With Leonard out of the picture, Mae, by now an aging movie queen with $3 million in the bank, was unleashed to unravel on her own. She turned her back on MGM and Louis B. Mayer, a ruthless Hollywood executive who could hold a grudge like no other. With this connection to the Hollywood good old boys’ network, Mayer, as he similarly did with John Gilbert, Erich von Stroheim, and Francis X. Bushman, predicted her professional demise.

Prince David Mdivani, one of the infamous marrying Mdivani brothers, jumped into Mae’s life and dismantled one of the most successful actresses of the silent screen. After he had gone through her fortune, Mae found solace by retreating deeper into a world where she was protected from life’s harsh realities. Here, she was the only star, the only princess, the only Cinderella. Unfortunately, there was room in her own world for no one else—not her family, and not even her own son.

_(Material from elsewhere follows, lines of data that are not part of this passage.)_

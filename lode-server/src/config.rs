//! Environment-driven server configuration.

use std::path::PathBuf;
use std::str::FromStr;

use anyhow::{Context, bail};
use lode_rag::RagConfig;

/// Default request body ceiling for PDF uploads (10 MiB).
pub const DEFAULT_MAX_UPLOAD_BYTES: usize = 10 << 20;

/// Which embedding backend the service is built with.
///
/// Defaults to OpenAI when the `openai` feature is compiled in.
#[derive(Debug, Clone, Copy, Default, PartialEq, Eq)]
pub enum EmbedderKind {
    /// Deterministic local character-count embeddings.
    #[cfg_attr(not(feature = "openai"), default)]
    Simple,
    /// Remote OpenAI embeddings API.
    #[cfg(feature = "openai")]
    #[default]
    OpenAI,
}

impl FromStr for EmbedderKind {
    type Err = anyhow::Error;

    fn from_str(value: &str) -> anyhow::Result<Self> {
        match value.trim().to_ascii_lowercase().as_str() {
            "simple" => Ok(Self::Simple),
            #[cfg(feature = "openai")]
            "openai" => Ok(Self::OpenAI),
            other => bail!("unknown embedder '{other}'"),
        }
    }
}

/// Log output format.
#[derive(Debug, Clone, Copy, Default, PartialEq, Eq)]
pub enum LogFormat {
    #[default]
    Pretty,
    Json,
}

impl FromStr for LogFormat {
    type Err = anyhow::Error;

    fn from_str(value: &str) -> anyhow::Result<Self> {
        match value.trim().to_ascii_lowercase().as_str() {
            "pretty" | "text" => Ok(Self::Pretty),
            "json" => Ok(Self::Json),
            other => bail!("unknown log format '{other}'"),
        }
    }
}

/// OpenAI provider settings. Unset fields keep the provider defaults.
#[derive(Debug, Clone, Default, PartialEq, Eq)]
pub struct OpenAISettings {
    pub model: Option<String>,
    pub base_url: Option<String>,
}

#[derive(Debug, Clone)]
pub struct ServerConfig {
    pub host: String,
    pub port: u16,
    pub embedder: EmbedderKind,
    pub openai: OpenAISettings,
    /// Directory served for every path that is not an API route.
    pub frontend_dir: PathBuf,
    pub max_upload_bytes: usize,
    pub log_format: LogFormat,
    pub rag: RagConfig,
}

impl Default for ServerConfig {
    fn default() -> Self {
        Self {
            host: "0.0.0.0".to_string(),
            port: 8080,
            embedder: EmbedderKind::default(),
            openai: OpenAISettings::default(),
            frontend_dir: PathBuf::from("./frontend"),
            max_upload_bytes: DEFAULT_MAX_UPLOAD_BYTES,
            log_format: LogFormat::default(),
            rag: RagConfig::default(),
        }
    }
}

impl ServerConfig {
    /// Read the configuration from `LODE_*` environment variables.
    pub fn from_env() -> anyhow::Result<Self> {
        Self::from_lookup(|key| std::env::var(key).ok())
    }

    /// Build the configuration from an arbitrary variable lookup.
    ///
    /// Unset or empty variables keep their defaults; values that are set but
    /// do not parse are an error.
    pub fn from_lookup(lookup: impl Fn(&str) -> Option<String>) -> anyhow::Result<Self> {
        let get = |key: &str| lookup(key).filter(|value| !value.trim().is_empty());
        let defaults = Self::default();

        let mut rag = RagConfig::builder();
        if let Some(top_k) = parse_var(&get, "LODE_TOP_K")? {
            rag = rag.top_k(top_k);
        }
        if let Some(min_score) = parse_var(&get, "LODE_MIN_SCORE")? {
            rag = rag.similarity_threshold(min_score);
        }
        if let Some(max_chunks) = parse_var(&get, "LODE_MAX_CHUNKS")? {
            rag = rag.max_chunks_per_document(max_chunks);
        }
        if let Some(sentences) = parse_var(&get, "LODE_SENTENCES_PER_CHUNK")? {
            rag = rag.max_sentences_per_chunk(sentences);
        }

        Ok(Self {
            host: get("LODE_HOST").unwrap_or(defaults.host),
            port: parse_var(&get, "LODE_PORT")?.unwrap_or(defaults.port),
            embedder: parse_var(&get, "LODE_EMBEDDER")?.unwrap_or(defaults.embedder),
            openai: OpenAISettings {
                model: get("LODE_OPENAI_MODEL"),
                base_url: get("LODE_OPENAI_BASE_URL"),
            },
            frontend_dir: get("LODE_FRONTEND_DIR")
                .map(PathBuf::from)
                .unwrap_or(defaults.frontend_dir),
            max_upload_bytes: parse_var(&get, "LODE_MAX_UPLOAD_BYTES")?
                .unwrap_or(defaults.max_upload_bytes),
            log_format: parse_var(&get, "LODE_LOG_FORMAT")?.unwrap_or(defaults.log_format),
            rag: rag.build().context("invalid retrieval settings")?,
        })
    }
}

fn parse_var<T>(get: &impl Fn(&str) -> Option<String>, key: &str) -> anyhow::Result<Option<T>>
where
    T: FromStr,
    T::Err: std::fmt::Display,
{
    get(key)
        .map(|raw| {
            raw.trim().parse::<T>().map_err(|e| anyhow::anyhow!("invalid {key}={raw:?}: {e}"))
        })
        .transpose()
}
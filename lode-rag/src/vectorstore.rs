//! Vector store trait for holding chunks and searching them by similarity.

use async_trait::async_trait;

use crate::document::{Chunk, SearchResult};

/// A storage backend for embedded chunks with similarity search.
///
/// Every operation is total: dimension mismatches, empty stores and any
/// `top_k` have defined results, so nothing here returns an error.
///
/// # Example
///
/// ```rust,ignore
/// use lode_rag::{InMemoryVectorStore, VectorStore};
///
/// let store = InMemoryVectorStore::new();
/// store.add(chunks).await;
/// let results = store.search(&query_embedding, 3).await;
/// ```
#[async_trait]
pub trait VectorStore: Send + Sync {
    /// Append chunks, preserving their order. No deduplication.
    async fn add(&self, chunks: Vec<Chunk>);

    /// Return the `top_k` chunks most similar to `embedding`.
    ///
    /// Results are ordered by descending similarity score. Fewer than
    /// `top_k` results are returned when fewer chunks are stored.
    async fn search(&self, embedding: &[f32], top_k: usize) -> Vec<SearchResult>;

    /// Discard every stored chunk.
    async fn clear(&self);

    /// Number of stored chunks.
    async fn len(&self) -> usize;

    /// Whether the store holds no chunks.
    async fn is_empty(&self) -> bool {
        self.len().await == 0
    }
}
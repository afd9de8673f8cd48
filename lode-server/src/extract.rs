//! Text extraction for uploaded documents.

use std::time::Duration;

use async_trait::async_trait;
use thiserror::Error;

const EXTRACTION_TIMEOUT: Duration = Duration::from_secs(30);

#[derive(Debug, Error)]
pub enum ExtractError {
    #[error("failed to read pdf text: {0}")]
    Failed(String),
    #[error("pdf extraction timed out after {0:?}")]
    TimedOut(Duration),
}

/// Pulls plain text out of an uploaded file.
#[async_trait]
pub trait TextExtractor: Send + Sync {
    async fn extract_text(&self, data: &[u8]) -> Result<String, ExtractError>;
}

/// Extracts PDF text with `pdf-extract` on the blocking thread pool.
#[derive(Debug, Clone, Copy, Default)]
pub struct PdfTextExtractor;

#[async_trait]
impl TextExtractor for PdfTextExtractor {
    #[tracing::instrument(skip_all, fields(bytes = data.len()))]
    async fn extract_text(&self, data: &[u8]) -> Result<String, ExtractError> {
        let data = data.to_vec();
        let text = tokio::time::timeout(
            EXTRACTION_TIMEOUT,
            tokio::task::spawn_blocking(move || pdf_extract::extract_text_from_mem(&data)),
        )
        .await
        .map_err(|_| ExtractError::TimedOut(EXTRACTION_TIMEOUT))?
        // pdf-extract panics on some malformed input; the join error carries it.
        .map_err(|e| ExtractError::Failed(format!("extraction task failed: {e}")))?
        .map_err(|e| ExtractError::Failed(e.to_string()))?;

        tracing::debug!(chars = text.len(), "pdf text extracted");
        Ok(text)
    }
}

/// Flatten extracted text onto one line: line breaks become spaces, runs of
/// whitespace collapse to a single space, and the ends are trimmed.
pub fn normalize_text(raw: &str) -> String {
    raw.split_whitespace().collect::<Vec<_>>().join(" ")
}
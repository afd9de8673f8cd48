//! Document chunking.
//!
//! This module provides the [`Chunker`] trait and [`SentenceChunker`], which
//! groups a fixed number of period-delimited sentences into each chunk.

use crate::document::{Chunk, Document};

/// Default number of sentences grouped into one chunk.
pub const DEFAULT_MAX_SENTENCES: usize = 3;

/// A strategy for splitting documents into chunks.
///
/// Implementations produce [`Chunk`]s with content and provenance but no
/// embeddings. Embeddings are attached later by the pipeline.
pub trait Chunker: Send + Sync {
    /// Split a document into chunks.
    ///
    /// Returns an empty `Vec` if the document has no sentences.
    /// Each returned chunk has an empty embedding vector.
    fn chunk(&self, document: &Document) -> Vec<Chunk>;
}

/// Splits text on the literal `.` and groups sentences into chunks.
///
/// Sentences are trimmed and empty ones are dropped. Up to `max_sentences`
/// consecutive sentences are re-joined with `". "` and closed with a
/// trailing period. Chunk IDs are `{source}-{n}` with `n` starting at 1.
///
/// # Example
///
/// ```rust,ignore
/// use lode_rag::{Document, SentenceChunker};
///
/// let chunker = SentenceChunker::new(3);
/// let chunks = chunker.chunk(&Document::new("doc1", "One. Two. Three. Four."));
/// assert_eq!(chunks.len(), 2);
/// ```
#[derive(Debug, Clone)]
pub struct SentenceChunker {
    max_sentences: usize,
}

impl SentenceChunker {
    /// Create a new `SentenceChunker`.
    ///
    /// A `max_sentences` of zero is treated as one.
    pub fn new(max_sentences: usize) -> Self {
        Self { max_sentences: max_sentences.max(1) }
    }

    /// Maximum number of sentences per chunk.
    pub fn max_sentences(&self) -> usize {
        self.max_sentences
    }
}

impl Default for SentenceChunker {
    fn default() -> Self {
        Self::new(DEFAULT_MAX_SENTENCES)
    }
}

impl Chunker for SentenceChunker {
    fn chunk(&self, document: &Document) -> Vec<Chunk> {
        let sentences: Vec<&str> =
            document.text.split('.').map(str::trim).filter(|s| !s.is_empty()).collect();

        sentences
            .chunks(self.max_sentences)
            .enumerate()
            .map(|(i, group)| Chunk {
                id: format!("{}-{}", document.source, i + 1),
                content: format!("{}.", group.join(". ")),
                source: document.source.clone(),
                embedding: Vec::new(),
            })
            .collect()
    }
}

#[cfg(test)]
mod tests {
    use super::*;

    fn chunk_text(text: &str) -> Vec<Chunk> {
        SentenceChunker::default().chunk(&Document::new("test-doc", text))
    }

    #[test]
    fn four_sentences_make_two_chunks() {
        let chunks = chunk_text("Sentence one. Sentence two. Sentence three. Sentence four.");
        assert_eq!(chunks.len(), 2);
        assert_eq!(chunks[0].content, "Sentence one. Sentence two. Sentence three.");
        assert_eq!(chunks[1].content, "Sentence four.");
        assert_eq!(chunks[0].id, "test-doc-1");
        assert_eq!(chunks[1].id, "test-doc-2");
        assert!(chunks.iter().all(|c| c.source == "test-doc" && c.embedding.is_empty()));
    }

    #[test]
    fn empty_input_makes_no_chunks() {
        assert!(chunk_text("").is_empty());
        assert!(chunk_text("   ").is_empty());
        assert!(chunk_text(". . ..").is_empty());
    }

    #[test]
    fn missing_final_period_is_added() {
        let chunks = chunk_text("no period here");
        assert_eq!(chunks.len(), 1);
        assert_eq!(chunks[0].content, "no period here.");
    }

    #[test]
    fn blank_sentences_are_skipped() {
        let chunks = chunk_text("  One..  Two. \n . Three  ");
        assert_eq!(chunks.len(), 1);
        assert_eq!(chunks[0].content, "One. Two. Three.");
    }

    #[test]
    fn decimal_points_split_sentences() {
        let chunks = chunk_text("Pi is 3.14");
        assert_eq!(chunks[0].content, "Pi is 3. 14.");
    }

    #[test]
    fn custom_group_size() {
        let chunker = SentenceChunker::new(1);
        let chunks = chunker.chunk(&Document::new("d", "A. B. C."));
        let contents: Vec<&str> = chunks.iter().map(|c| c.content.as_str()).collect();
        assert_eq!(contents, vec!["A.", "B.", "C."]);
        assert_eq!(SentenceChunker::new(0).max_sentences(), 1);
    }
}
//! Tracing subscriber setup.

use tracing_subscriber::layer::SubscriberExt;
use tracing_subscriber::util::SubscriberInitExt;
use tracing_subscriber::{EnvFilter, fmt};

use crate::config::LogFormat;

/// Install the global subscriber. `RUST_LOG` overrides the default filter.
pub fn init_tracing(format: LogFormat) {
    let env_filter = EnvFilter::try_from_default_env()
        .unwrap_or_else(|_| EnvFilter::new("info,lode_server=debug,tower_http=info"));

    let registry = tracing_subscriber::registry().with(env_filter);
    match format {
        LogFormat::Json => registry.with(fmt::layer().json().with_target(true)).init(),
        LogFormat::Pretty => registry.with(fmt::layer().with_target(true)).init(),
    }
}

The challenge that a biographer has, when confronting a subject as complex and contradictory as Mae Murray, is to penetrate imaginary and sometimes delusional worlds and uncover and reveal the true personality in unvarnished truth. After spending several years (or more) with a subject, it is also satisfying to come away from the experience with genuine affection for the person. With Mae Murray, that was not always easy.

As I was nearing the end of my research for this book, I spent some time at Mae’s final resting place at Valhalla Cemetery in North Hollywood. As I sat beside her marker, I put together a mental picture of all the pieces of Mae’s life in front of me. How could I fit the puzzle pieces into an image that would, for the first time, show a true portrait of her life? The final picture, I promised her that day, would not always be flattering, but it would be fair.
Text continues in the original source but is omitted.